WORK ORDER: For this exercise, repeat the listing below from its first line through the line containing "pub const ASTRO_CONTENT_DB: &str", exactly as written.

SOURCE MATERIAL:
Segment Open
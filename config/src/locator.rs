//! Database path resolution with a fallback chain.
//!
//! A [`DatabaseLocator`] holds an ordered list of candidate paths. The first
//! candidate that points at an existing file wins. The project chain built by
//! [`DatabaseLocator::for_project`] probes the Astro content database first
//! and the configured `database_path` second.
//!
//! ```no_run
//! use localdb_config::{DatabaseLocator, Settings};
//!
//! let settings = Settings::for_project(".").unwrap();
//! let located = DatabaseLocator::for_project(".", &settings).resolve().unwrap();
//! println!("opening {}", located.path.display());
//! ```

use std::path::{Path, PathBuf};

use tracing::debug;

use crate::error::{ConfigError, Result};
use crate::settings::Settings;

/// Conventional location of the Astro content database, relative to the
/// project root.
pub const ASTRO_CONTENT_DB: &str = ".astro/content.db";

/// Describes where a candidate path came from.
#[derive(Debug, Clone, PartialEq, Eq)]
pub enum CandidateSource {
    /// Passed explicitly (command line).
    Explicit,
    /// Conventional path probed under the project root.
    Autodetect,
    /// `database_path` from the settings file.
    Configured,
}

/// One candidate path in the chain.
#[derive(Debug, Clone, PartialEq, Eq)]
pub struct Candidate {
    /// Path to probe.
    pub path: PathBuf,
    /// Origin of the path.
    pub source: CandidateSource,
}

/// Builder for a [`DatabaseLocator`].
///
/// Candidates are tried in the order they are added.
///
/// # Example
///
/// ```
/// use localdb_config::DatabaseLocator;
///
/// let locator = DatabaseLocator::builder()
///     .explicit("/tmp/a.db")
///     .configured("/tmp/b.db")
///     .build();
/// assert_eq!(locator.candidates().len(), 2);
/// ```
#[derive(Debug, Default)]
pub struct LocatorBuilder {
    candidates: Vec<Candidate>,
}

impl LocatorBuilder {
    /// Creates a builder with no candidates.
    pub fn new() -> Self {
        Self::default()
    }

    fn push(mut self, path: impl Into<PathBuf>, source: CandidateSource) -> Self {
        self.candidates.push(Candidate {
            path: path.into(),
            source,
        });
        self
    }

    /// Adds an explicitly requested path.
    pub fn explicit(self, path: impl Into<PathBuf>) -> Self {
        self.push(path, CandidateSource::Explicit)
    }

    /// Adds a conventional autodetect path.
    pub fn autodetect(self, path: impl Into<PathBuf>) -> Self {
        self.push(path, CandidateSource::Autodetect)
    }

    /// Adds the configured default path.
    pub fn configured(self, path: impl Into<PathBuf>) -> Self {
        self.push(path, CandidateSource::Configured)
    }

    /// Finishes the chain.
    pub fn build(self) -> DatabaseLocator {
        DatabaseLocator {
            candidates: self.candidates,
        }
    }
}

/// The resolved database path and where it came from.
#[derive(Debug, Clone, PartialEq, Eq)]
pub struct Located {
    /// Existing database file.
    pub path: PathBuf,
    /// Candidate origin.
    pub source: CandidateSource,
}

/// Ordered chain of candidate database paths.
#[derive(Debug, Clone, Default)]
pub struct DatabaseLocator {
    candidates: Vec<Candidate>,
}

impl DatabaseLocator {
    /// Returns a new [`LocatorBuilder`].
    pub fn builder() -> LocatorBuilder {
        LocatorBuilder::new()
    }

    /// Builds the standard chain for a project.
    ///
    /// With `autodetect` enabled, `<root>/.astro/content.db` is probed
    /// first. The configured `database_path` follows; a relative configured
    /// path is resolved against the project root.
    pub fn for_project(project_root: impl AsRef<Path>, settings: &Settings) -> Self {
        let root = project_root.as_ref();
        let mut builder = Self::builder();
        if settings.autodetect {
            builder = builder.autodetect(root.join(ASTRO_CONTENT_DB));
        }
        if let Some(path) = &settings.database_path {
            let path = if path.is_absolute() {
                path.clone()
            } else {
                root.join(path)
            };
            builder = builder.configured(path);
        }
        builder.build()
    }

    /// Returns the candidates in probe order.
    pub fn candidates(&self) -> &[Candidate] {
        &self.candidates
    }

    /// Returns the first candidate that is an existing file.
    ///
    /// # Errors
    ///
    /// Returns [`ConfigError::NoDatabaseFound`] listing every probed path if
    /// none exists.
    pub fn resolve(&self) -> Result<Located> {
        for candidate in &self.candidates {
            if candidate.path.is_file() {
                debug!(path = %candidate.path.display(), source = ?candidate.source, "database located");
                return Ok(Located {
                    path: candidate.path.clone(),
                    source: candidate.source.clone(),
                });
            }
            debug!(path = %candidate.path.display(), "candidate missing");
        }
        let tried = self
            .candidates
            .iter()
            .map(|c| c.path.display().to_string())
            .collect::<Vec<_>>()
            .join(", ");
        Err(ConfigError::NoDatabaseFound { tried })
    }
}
Segment Closed
ANSWER TO THE EXERCISE:
filename config/src/locator.rs
//! Database path resolution with a fallback chain.
//!
//! A [`DatabaseLocator`] holds an ordered list of candidate paths. The first
//! candidate that points at an existing file wins. The project chain built by
//! [`DatabaseLocator::for_project`] probes the Astro content database first
//! and the configured `database_path` second.
//!
//! ```no_run
//! use localdb_config::{DatabaseLocator, Settings};
//!
//! let settings = Settings::for_project(".").unwrap();
//! let located = DatabaseLocator::for_project(".", &settings).resolve().unwrap();
//! println!("opening {}", located.path.display());
//! ```

use std::path::{Path, PathBuf};

use tracing::debug;

use crate::error::{ConfigError, Result};
use crate::settings::Settings;

/// Conventional location of the Astro content database, relative to the
/// project root.
pub const ASTRO_CONTENT_DB: &str = ".astro/content.db";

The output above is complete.